Stored data entries
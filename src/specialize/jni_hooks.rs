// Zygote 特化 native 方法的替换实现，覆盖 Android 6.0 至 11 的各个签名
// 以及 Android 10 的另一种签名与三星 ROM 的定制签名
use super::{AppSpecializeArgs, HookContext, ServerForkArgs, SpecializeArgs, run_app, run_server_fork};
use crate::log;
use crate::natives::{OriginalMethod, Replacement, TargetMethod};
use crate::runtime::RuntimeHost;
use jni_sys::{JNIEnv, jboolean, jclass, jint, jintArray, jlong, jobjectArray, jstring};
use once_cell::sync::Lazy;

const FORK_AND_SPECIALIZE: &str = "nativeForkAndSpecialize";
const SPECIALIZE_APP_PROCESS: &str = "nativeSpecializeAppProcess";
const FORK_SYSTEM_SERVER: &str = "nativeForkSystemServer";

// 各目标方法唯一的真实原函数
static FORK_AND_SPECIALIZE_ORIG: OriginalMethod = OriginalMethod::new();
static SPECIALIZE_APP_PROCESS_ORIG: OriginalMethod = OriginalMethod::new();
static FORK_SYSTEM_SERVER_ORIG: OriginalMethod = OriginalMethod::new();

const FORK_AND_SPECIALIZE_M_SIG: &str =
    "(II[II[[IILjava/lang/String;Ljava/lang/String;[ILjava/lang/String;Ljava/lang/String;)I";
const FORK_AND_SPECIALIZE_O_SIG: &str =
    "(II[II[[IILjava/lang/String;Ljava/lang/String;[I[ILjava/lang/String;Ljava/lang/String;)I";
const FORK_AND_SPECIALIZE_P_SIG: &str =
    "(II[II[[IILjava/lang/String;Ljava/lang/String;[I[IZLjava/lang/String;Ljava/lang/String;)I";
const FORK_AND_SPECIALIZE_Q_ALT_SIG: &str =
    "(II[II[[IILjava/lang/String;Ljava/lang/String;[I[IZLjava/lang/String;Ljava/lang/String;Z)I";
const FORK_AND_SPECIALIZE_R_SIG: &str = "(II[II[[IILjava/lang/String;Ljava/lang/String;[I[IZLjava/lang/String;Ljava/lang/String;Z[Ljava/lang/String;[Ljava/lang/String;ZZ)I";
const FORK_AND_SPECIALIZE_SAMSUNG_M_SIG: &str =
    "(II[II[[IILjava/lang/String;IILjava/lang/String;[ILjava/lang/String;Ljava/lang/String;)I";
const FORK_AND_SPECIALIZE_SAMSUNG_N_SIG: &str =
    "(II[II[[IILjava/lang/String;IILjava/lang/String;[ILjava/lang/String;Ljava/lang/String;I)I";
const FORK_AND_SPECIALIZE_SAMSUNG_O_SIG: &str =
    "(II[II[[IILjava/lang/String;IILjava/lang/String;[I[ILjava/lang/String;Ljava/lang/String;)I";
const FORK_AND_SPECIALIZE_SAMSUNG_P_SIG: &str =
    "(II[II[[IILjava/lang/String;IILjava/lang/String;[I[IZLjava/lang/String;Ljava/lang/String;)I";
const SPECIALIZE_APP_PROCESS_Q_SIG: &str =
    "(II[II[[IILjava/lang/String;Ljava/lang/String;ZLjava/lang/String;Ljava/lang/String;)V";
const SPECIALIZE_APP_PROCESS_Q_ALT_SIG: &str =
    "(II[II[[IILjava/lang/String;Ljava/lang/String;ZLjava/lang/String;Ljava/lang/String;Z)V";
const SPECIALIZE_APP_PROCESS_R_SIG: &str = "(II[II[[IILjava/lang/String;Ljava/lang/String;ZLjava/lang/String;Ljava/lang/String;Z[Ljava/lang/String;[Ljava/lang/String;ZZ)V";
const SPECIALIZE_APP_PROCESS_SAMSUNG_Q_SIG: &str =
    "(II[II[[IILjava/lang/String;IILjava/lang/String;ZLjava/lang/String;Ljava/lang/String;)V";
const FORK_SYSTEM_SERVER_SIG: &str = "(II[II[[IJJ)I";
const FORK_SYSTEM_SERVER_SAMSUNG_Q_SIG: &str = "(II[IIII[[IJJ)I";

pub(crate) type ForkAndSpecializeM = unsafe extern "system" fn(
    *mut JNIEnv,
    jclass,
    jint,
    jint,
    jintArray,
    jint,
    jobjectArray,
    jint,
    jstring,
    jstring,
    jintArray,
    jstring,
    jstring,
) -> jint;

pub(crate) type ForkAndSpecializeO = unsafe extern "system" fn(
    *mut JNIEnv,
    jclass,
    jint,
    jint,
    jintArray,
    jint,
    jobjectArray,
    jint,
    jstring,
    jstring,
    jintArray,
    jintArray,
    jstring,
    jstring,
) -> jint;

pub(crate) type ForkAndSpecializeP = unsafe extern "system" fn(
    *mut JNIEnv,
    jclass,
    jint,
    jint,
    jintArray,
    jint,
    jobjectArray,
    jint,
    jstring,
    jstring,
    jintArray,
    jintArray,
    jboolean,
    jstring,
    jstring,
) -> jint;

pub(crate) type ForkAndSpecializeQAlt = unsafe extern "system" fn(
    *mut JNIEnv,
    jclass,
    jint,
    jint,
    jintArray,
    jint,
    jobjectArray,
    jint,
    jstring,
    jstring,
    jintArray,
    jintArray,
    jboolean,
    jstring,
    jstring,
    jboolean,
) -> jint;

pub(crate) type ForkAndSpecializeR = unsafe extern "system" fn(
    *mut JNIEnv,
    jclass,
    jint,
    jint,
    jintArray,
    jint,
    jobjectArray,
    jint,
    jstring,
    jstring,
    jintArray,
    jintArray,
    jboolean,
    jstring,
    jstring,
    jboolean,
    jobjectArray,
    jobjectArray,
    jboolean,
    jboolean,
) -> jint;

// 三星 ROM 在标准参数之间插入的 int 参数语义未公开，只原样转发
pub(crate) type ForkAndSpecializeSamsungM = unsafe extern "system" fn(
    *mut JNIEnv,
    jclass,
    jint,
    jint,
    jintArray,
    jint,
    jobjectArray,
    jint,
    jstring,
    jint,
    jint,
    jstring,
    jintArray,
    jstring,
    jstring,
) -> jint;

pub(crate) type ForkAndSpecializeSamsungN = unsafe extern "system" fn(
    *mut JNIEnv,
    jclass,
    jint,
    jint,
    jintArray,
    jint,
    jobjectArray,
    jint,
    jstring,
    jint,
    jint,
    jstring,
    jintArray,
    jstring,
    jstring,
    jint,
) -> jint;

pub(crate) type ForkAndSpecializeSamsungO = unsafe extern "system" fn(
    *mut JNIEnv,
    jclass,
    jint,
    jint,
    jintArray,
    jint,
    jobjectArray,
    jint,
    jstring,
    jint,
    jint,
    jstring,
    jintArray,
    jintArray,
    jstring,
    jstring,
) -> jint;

> [Exercise aim] What is needed is an exact reproduction of the data.

> [Result below]
filename src/specialize/jni_hooks.rs
// Zygote 特化 native 方法的替换实现，覆盖 Android 6.0 至 11 的各个签名
// 以及 Android 10 的另一种签名与三星 ROM 的定制签名
use super::{AppSpecializeArgs, HookContext, ServerForkArgs, SpecializeArgs, run_app, run_server_fork};
use crate::log;
use crate::natives::{OriginalMethod, Replacement, TargetMethod};
use crate::runtime::RuntimeHost;
use jni_sys::{JNIEnv, jboolean, jclass, jint, jintArray, jlong, jobjectArray, jstring};
use once_cell::sync::Lazy;

const FORK_AND_SPECIALIZE: &str = "nativeForkAndSpecialize";
const SPECIALIZE_APP_PROCESS: &str = "nativeSpecializeAppProcess";
const FORK_SYSTEM_SERVER: &str = "nativeForkSystemServer";

// 各目标方法唯一的真实原函数
static FORK_AND_SPECIALIZE_ORIG: OriginalMethod = OriginalMethod::new();
static SPECIALIZE_APP_PROCESS_ORIG: OriginalMethod = OriginalMethod::new();
static FORK_SYSTEM_SERVER_ORIG: OriginalMethod = OriginalMethod::new();

const FORK_AND_SPECIALIZE_M_SIG: &str =
    "(II[II[[IILjava/lang/String;Ljava/lang/String;[ILjava/lang/String;Ljava/lang/String;)I";
const FORK_AND_SPECIALIZE_O_SIG: &str =
    "(II[II[[IILjava/lang/String;Ljava/lang/String;[I[ILjava/lang/String;Ljava/lang/String;)I";
const FORK_AND_SPECIALIZE_P_SIG: &str =
    "(II[II[[IILjava/lang/String;Ljava/lang/String;[I[IZLjava/lang/String;Ljava/lang/String;)I";
const FORK_AND_SPECIALIZE_Q_ALT_SIG: &str =
    "(II[II[[IILjava/lang/String;Ljava/lang/String;[I[IZLjava/lang/String;Ljava/lang/String;Z)I";
const FORK_AND_SPECIALIZE_R_SIG: &str = "(II[II[[IILjava/lang/String;Ljava/lang/String;[I[IZLjava/lang/String;Ljava/lang/String;Z[Ljava/lang/String;[Ljava/lang/String;ZZ)I";
const FORK_AND_SPECIALIZE_SAMSUNG_M_SIG: &str =
    "(II[II[[IILjava/lang/String;IILjava/lang/String;[ILjava/lang/String;Ljava/lang/String;)I";
const FORK_AND_SPECIALIZE_SAMSUNG_N_SIG: &str =
    "(II[II[[IILjava/lang/String;IILjava/lang/String;[ILjava/lang/String;Ljava/lang/String;I)I";
const FORK_AND_SPECIALIZE_SAMSUNG_O_SIG: &str =
    "(II[II[[IILjava/lang/String;IILjava/lang/String;[I[ILjava/lang/String;Ljava/lang/String;)I";
const FORK_AND_SPECIALIZE_SAMSUNG_P_SIG: &str =
    "(II[II[[IILjava/lang/String;IILjava/lang/String;[I[IZLjava/lang/String;Ljava/lang/String;)I";
const SPECIALIZE_APP_PROCESS_Q_SIG: &str =
    "(II[II[[IILjava/lang/String;Ljava/lang/String;ZLjava/lang/String;Ljava/lang/String;)V";
const SPECIALIZE_APP_PROCESS_Q_ALT_SIG: &str =
    "(II[II[[IILjava/lang/String;Ljava/lang/String;ZLjava/lang/String;Ljava/lang/String;Z)V";
const SPECIALIZE_APP_PROCESS_R_SIG: &str = "(II[II[[IILjava/lang/String;Ljava/lang/String;ZLjava/lang/String;Ljava/lang/String;Z[Ljava/lang/String;[Ljava/lang/String;ZZ)V";
const SPECIALIZE_APP_PROCESS_SAMSUNG_Q_SIG: &str =
    "(II[II[[IILjava/lang/String;IILjava/lang/String;ZLjava/lang/String;Ljava/lang/String;)V";
const FORK_SYSTEM_SERVER_SIG: &str = "(II[II[[IJJ)I";
const FORK_SYSTEM_SERVER_SAMSUNG_Q_SIG: &str = "(II[IIII[[IJJ)I";

pub(crate) type ForkAndSpecializeM = unsafe extern "system" fn(
    *mut JNIEnv,
    jclass,
    jint,
    jint,
    jintArray,
    jint,
    jobjectArray,
    jint,
    jstring,
    jstring,
    jintArray,
    jstring,
    jstring,
) -> jint;

pub(crate) type ForkAndSpecializeO = unsafe extern "system" fn(
    *mut JNIEnv,
    jclass,
    jint,
    jint,
    jintArray,
    jint,
    jobjectArray,
    jint,
    jstring,
    jstring,
    jintArray,
    jintArray,
    jstring,
    jstring,
) -> jint;

pub(crate) type ForkAndSpecializeP = unsafe extern "system" fn(
    *mut JNIEnv,
    jclass,
    jint,
    jint,
    jintArray,
    jint,
    jobjectArray,
    jint,
    jstring,
    jstring,
    jintArray,
    jintArray,
    jboolean,
    jstring,
    jstring,
) -> jint;

pub(crate) type ForkAndSpecializeQAlt = unsafe extern "system" fn(
    *mut JNIEnv,
    jclass,
    jint,
    jint,
    jintArray,
    jint,
    jobjectArray,
    jint,
    jstring,
    jstring,
    jintArray,
    jintArray,
    jboolean,
    jstring,
    jstring,
    jboolean,
) -> jint;

pub(crate) type ForkAndSpecializeR = unsafe extern "system" fn(
    *mut JNIEnv,
    jclass,
    jint,
    jint,
    jintArray,
    jint,
    jobjectArray,
    jint,
    jstring,
    jstring,
    jintArray,
    jintArray,
    jboolean,
    jstring,
    jstring,
    jboolean,
    jobjectArray,
    jobjectArray,
    jboolean,
    jboolean,
) -> jint;

// 三星 ROM 在标准参数之间插入的 int 参数语义未公开，只原样转发
pub(crate) type ForkAndSpecializeSamsungM = unsafe extern "system" fn(
    *mut JNIEnv,
    jclass,
    jint,
    jint,
    jintArray,
    jint,
    jobjectArray,
    jint,
    jstring,
    jint,
    jint,
    jstring,
    jintArray,
    jstring,
    jstring,
) -> jint;

pub(crate) type ForkAndSpecializeSamsungN = unsafe extern "system" fn(
    *mut JNIEnv,
    jclass,
    jint,
    jint,
    jintArray,
    jint,
    jobjectArray,
    jint,
    jstring,
    jint,
    jint,
    jstring,
    jintArray,
    jstring,
    jstring,
    jint,
) -> jint;

pub(crate) type ForkAndSpecializeSamsungO = unsafe extern "system" fn(
    *mut JNIEnv,
    jclass,
    jint,
    jint,
    jintArray,
    jint,
    jobjectArray,
    jint,
    jstring,
    jint,
    jint,
    jstring,
    jintArray,
    jintArray,
    jstring,
    jstring,
) -> jint;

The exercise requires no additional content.